══ Excerpted data ══
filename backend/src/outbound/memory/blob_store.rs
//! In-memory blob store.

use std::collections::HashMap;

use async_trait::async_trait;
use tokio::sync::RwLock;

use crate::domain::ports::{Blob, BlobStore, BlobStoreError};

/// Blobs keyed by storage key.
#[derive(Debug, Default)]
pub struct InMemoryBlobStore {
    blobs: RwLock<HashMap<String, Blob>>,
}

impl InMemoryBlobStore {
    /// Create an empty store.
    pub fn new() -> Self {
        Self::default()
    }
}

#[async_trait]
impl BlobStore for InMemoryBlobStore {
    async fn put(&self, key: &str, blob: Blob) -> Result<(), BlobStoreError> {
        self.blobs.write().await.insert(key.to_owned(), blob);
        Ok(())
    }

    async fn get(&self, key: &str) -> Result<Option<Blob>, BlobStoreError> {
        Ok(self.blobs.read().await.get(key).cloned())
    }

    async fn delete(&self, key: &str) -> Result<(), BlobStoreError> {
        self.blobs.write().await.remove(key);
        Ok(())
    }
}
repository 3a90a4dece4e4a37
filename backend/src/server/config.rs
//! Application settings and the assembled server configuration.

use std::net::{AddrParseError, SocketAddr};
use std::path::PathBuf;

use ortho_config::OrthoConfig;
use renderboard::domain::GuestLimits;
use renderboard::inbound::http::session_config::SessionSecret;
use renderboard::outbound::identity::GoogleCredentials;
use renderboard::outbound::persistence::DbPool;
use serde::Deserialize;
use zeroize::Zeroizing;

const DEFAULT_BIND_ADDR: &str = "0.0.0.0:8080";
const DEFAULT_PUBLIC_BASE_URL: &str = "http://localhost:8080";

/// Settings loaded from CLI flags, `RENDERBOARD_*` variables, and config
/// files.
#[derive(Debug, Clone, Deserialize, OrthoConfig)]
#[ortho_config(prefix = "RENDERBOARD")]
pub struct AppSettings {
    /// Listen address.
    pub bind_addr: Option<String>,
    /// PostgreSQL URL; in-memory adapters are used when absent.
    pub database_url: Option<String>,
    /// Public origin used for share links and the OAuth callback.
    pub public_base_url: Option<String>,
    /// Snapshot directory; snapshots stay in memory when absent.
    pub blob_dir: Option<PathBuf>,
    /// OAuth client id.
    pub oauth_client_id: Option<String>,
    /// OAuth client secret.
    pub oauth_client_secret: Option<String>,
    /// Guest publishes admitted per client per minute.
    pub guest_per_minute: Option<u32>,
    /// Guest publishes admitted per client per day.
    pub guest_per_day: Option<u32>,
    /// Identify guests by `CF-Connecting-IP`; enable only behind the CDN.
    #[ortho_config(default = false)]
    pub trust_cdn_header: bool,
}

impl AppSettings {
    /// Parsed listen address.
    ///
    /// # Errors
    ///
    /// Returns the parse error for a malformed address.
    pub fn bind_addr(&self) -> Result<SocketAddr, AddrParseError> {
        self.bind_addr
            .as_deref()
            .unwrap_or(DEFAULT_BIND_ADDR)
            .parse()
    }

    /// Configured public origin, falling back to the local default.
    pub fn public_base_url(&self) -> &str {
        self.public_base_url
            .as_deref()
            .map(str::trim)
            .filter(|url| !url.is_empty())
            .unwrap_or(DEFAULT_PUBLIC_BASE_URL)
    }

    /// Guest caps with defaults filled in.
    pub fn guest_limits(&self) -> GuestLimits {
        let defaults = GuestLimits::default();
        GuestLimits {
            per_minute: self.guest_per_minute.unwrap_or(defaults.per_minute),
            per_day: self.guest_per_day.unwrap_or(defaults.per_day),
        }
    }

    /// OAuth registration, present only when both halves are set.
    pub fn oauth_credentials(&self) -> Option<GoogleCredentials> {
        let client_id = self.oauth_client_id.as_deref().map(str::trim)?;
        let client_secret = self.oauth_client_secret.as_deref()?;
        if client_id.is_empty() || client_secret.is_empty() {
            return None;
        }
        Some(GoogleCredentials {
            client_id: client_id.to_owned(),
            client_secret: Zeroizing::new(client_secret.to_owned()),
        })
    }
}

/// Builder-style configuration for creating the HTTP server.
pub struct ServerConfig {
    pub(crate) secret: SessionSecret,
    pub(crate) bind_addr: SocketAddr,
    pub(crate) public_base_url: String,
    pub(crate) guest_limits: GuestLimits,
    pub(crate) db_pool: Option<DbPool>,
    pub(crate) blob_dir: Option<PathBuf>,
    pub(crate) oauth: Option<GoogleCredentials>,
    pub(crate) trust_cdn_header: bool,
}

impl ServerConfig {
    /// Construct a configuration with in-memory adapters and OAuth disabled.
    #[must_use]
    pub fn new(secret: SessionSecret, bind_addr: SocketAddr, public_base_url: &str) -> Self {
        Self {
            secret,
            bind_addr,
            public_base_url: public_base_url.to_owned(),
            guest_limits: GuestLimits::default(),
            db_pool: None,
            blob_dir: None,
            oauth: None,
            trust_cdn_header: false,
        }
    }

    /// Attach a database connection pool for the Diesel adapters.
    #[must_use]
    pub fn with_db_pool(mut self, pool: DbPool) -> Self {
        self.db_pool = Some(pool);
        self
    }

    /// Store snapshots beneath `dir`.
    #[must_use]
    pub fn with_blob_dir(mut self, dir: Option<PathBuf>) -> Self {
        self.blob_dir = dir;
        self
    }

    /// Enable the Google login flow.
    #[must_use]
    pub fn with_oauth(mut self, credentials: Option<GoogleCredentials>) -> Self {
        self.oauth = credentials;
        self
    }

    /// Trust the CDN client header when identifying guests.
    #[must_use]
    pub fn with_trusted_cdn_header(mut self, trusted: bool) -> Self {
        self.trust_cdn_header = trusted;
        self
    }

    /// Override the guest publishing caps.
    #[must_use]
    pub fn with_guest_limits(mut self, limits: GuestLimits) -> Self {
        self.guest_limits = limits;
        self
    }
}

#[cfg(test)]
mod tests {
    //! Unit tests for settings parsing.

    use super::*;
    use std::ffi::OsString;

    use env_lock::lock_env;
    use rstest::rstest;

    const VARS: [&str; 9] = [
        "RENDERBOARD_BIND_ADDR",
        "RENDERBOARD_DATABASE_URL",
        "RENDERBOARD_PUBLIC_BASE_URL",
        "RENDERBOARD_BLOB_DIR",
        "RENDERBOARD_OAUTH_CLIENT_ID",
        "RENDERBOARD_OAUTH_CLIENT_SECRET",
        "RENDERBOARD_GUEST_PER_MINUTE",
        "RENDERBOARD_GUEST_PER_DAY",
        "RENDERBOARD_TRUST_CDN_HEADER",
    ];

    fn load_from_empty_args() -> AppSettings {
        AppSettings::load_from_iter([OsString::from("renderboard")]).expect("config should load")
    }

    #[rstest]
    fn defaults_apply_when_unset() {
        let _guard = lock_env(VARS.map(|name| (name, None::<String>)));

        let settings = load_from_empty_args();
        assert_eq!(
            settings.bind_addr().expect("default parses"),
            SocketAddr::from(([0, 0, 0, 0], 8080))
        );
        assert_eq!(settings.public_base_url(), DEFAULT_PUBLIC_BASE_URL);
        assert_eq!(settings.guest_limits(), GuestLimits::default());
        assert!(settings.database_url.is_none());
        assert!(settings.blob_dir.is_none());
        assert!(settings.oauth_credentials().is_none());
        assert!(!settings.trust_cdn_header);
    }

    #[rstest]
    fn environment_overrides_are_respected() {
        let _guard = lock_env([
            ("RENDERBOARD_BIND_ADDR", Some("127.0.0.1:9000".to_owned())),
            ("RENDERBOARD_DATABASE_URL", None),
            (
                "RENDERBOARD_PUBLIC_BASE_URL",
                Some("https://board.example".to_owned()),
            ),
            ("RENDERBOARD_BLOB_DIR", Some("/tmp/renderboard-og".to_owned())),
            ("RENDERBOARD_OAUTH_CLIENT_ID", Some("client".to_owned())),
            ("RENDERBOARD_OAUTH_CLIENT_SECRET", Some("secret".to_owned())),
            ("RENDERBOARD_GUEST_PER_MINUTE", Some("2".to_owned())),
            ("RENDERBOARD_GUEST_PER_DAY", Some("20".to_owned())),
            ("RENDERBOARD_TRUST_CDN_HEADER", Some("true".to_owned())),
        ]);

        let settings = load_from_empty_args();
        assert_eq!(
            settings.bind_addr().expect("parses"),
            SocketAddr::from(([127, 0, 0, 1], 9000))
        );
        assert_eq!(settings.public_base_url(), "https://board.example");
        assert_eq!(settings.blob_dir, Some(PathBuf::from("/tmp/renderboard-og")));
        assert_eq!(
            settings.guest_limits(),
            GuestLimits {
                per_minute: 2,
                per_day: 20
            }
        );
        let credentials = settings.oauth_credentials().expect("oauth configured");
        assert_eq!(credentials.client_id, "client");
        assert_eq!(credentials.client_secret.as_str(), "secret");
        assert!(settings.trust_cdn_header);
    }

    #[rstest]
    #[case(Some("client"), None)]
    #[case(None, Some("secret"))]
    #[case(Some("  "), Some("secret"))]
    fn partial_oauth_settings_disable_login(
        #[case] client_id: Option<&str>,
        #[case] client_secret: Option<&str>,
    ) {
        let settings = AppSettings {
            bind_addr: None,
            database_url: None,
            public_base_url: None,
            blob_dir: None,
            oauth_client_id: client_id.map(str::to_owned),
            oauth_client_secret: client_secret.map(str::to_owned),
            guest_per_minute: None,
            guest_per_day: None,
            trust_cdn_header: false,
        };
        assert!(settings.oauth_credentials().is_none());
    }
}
═══
══ Excerpted data ══
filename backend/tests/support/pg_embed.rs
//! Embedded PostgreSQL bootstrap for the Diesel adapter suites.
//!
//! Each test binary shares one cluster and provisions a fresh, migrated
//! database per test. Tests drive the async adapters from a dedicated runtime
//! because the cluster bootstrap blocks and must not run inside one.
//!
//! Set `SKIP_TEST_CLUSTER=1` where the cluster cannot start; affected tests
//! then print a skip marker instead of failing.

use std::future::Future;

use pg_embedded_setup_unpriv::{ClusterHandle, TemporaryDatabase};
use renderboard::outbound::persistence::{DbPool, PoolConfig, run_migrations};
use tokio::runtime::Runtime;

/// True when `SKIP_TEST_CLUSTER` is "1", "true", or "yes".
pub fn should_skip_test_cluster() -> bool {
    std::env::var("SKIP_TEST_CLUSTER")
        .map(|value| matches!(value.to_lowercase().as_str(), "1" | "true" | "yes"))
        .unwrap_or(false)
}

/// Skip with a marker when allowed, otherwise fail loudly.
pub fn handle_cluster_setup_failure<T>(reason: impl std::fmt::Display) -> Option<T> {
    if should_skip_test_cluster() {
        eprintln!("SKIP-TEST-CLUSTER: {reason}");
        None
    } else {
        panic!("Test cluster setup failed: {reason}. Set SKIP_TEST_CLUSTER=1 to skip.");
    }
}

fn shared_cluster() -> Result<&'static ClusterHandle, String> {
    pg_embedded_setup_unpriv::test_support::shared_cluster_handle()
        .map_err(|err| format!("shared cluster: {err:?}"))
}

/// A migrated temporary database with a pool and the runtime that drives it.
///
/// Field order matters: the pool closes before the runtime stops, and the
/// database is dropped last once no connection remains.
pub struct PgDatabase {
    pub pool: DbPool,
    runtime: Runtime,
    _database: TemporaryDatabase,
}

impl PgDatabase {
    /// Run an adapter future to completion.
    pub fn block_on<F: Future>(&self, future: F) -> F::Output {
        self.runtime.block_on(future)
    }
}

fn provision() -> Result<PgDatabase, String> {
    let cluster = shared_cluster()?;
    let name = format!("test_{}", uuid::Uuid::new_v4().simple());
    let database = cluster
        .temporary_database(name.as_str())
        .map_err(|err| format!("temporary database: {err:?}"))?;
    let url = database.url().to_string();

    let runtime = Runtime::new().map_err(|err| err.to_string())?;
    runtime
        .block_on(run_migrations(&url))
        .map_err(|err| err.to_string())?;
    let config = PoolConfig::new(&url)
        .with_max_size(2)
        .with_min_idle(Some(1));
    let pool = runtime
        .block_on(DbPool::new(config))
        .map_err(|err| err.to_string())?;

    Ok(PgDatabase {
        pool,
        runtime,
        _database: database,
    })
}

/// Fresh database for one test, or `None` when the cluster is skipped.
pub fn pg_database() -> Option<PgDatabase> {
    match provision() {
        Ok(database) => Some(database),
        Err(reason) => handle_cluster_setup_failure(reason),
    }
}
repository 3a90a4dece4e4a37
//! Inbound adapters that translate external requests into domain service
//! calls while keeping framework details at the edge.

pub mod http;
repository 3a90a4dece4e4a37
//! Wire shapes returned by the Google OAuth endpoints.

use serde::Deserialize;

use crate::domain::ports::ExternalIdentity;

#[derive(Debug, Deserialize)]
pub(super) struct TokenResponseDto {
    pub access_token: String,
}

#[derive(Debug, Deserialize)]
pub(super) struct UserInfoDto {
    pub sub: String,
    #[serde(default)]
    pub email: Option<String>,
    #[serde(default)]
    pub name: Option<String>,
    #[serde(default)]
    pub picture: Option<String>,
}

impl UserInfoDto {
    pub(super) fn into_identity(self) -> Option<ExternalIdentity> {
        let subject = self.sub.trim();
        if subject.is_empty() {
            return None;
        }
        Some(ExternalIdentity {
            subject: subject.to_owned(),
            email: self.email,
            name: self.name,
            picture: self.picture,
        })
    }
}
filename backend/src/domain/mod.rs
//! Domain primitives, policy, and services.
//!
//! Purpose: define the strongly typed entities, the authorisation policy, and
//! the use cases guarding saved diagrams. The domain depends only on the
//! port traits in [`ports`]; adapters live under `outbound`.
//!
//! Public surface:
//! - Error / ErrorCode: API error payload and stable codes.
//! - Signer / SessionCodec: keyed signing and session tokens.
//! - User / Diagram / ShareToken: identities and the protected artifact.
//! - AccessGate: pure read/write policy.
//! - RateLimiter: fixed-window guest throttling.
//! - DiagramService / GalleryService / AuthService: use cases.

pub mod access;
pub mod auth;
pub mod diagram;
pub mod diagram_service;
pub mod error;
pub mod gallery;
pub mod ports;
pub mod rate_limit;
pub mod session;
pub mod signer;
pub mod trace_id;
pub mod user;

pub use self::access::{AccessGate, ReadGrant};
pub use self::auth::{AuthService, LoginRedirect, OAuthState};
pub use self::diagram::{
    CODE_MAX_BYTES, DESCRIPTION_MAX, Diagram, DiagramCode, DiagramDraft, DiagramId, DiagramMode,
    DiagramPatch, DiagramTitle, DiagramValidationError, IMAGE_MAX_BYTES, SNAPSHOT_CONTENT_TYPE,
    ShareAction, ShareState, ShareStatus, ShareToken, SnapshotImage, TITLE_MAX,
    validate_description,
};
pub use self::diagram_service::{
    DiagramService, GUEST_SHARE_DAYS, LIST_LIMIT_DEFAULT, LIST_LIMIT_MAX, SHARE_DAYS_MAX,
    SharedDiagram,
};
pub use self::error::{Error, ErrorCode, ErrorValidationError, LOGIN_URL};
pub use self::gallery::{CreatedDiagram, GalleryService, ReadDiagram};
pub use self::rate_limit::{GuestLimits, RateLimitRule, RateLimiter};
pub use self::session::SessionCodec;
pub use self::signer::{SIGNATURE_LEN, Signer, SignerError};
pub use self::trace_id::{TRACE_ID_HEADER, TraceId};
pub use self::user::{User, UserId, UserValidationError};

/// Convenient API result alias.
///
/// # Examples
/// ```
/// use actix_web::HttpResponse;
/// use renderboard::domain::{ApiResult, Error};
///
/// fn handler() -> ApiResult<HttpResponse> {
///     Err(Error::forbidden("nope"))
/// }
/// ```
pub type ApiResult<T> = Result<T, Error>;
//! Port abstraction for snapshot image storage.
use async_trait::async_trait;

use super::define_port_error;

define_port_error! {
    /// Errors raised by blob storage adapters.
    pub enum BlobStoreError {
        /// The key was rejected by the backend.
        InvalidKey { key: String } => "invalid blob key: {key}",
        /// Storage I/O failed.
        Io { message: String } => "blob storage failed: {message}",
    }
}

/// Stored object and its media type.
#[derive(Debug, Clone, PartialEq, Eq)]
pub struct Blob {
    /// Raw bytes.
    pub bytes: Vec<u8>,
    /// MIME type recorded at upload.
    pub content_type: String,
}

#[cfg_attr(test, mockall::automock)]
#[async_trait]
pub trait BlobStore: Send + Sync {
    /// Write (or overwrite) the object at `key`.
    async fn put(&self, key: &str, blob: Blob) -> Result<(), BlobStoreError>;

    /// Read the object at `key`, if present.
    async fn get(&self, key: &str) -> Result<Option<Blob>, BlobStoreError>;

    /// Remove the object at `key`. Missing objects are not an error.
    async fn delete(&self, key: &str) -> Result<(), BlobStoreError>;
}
═══
══ Excerpted data ══
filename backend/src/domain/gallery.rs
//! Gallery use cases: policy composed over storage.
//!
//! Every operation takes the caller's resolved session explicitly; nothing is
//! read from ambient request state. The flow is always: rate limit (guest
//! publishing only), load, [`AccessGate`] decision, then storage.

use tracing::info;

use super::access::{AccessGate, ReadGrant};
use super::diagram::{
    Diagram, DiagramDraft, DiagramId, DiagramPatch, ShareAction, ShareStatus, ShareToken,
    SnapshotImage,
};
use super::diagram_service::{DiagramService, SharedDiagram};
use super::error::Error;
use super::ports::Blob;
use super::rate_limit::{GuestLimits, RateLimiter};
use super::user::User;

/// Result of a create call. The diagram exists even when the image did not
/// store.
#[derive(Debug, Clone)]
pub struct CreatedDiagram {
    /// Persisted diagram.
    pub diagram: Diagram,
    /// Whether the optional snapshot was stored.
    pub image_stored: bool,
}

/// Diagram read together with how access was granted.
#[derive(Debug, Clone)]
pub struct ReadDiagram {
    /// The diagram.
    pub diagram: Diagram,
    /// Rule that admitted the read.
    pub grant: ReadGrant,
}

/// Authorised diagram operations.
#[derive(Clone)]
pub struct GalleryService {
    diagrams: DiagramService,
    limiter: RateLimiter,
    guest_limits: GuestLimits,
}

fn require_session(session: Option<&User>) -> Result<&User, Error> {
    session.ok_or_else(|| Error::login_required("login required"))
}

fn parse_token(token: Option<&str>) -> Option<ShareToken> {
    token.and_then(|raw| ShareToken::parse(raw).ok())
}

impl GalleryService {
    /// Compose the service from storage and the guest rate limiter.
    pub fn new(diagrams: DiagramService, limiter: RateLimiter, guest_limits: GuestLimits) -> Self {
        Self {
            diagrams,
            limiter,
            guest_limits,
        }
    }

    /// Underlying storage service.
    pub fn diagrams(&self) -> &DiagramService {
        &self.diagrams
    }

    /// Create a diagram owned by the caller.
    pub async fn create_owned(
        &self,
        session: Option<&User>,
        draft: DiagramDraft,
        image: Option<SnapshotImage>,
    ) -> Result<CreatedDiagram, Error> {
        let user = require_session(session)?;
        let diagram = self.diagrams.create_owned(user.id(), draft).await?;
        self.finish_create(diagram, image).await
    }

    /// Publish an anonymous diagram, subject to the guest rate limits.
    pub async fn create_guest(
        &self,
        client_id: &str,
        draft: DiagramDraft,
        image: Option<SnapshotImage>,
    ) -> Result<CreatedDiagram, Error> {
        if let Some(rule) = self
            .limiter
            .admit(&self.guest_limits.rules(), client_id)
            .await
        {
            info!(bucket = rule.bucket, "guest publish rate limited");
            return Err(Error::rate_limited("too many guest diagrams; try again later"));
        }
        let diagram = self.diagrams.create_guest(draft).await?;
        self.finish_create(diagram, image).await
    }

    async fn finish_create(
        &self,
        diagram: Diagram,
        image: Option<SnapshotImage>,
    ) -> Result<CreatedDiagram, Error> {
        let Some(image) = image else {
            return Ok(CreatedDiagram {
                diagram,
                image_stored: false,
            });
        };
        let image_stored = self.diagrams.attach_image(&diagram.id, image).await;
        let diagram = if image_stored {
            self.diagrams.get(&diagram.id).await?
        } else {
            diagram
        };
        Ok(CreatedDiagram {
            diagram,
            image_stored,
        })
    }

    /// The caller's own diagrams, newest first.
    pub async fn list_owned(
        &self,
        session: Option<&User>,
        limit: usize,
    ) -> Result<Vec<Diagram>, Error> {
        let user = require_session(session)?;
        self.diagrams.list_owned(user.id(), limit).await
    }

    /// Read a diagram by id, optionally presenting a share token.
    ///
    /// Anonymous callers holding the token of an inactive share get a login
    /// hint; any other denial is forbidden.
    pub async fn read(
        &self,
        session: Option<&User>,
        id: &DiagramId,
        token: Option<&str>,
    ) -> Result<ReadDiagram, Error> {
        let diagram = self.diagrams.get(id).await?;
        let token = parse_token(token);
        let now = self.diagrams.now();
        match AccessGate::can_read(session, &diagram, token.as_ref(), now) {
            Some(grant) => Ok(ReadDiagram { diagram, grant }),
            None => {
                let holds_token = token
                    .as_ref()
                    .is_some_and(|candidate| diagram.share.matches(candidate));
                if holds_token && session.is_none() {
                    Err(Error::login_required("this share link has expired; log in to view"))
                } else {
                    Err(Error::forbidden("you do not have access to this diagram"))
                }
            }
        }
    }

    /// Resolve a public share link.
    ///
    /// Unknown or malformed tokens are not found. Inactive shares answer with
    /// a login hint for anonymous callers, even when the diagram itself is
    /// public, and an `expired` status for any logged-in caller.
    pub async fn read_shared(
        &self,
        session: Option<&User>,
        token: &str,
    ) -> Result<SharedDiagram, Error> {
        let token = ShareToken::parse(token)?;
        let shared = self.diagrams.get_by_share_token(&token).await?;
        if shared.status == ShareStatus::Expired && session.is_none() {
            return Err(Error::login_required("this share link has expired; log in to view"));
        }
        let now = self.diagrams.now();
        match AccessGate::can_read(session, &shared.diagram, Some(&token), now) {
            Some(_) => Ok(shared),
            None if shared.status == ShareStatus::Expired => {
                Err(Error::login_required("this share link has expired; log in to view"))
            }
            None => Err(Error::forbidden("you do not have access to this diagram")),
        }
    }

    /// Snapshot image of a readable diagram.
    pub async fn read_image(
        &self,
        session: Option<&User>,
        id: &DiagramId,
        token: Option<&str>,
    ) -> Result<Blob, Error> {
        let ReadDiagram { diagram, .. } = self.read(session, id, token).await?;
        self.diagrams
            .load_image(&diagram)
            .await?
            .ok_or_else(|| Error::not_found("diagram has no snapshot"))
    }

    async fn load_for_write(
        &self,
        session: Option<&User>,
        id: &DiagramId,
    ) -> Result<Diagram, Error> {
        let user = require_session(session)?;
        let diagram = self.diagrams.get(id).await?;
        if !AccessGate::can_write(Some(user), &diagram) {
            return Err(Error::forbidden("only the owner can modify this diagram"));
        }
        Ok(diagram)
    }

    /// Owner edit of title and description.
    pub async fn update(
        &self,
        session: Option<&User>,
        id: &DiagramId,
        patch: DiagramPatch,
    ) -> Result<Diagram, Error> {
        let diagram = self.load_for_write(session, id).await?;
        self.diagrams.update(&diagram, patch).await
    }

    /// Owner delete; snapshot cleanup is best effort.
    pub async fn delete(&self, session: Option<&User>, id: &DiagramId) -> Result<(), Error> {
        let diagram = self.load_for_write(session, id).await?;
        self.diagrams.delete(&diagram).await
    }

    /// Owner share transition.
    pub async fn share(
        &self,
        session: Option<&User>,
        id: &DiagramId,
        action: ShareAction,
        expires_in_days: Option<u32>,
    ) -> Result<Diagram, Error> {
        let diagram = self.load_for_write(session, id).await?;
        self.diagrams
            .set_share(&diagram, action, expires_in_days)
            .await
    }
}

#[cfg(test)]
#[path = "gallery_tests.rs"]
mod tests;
═══
#### Prompt:
Pull out all lines from the entries above in which the word "UserInfoDto" appears.

#### Response to the exercise:
pub(super) struct UserInfoDto {
impl UserInfoDto {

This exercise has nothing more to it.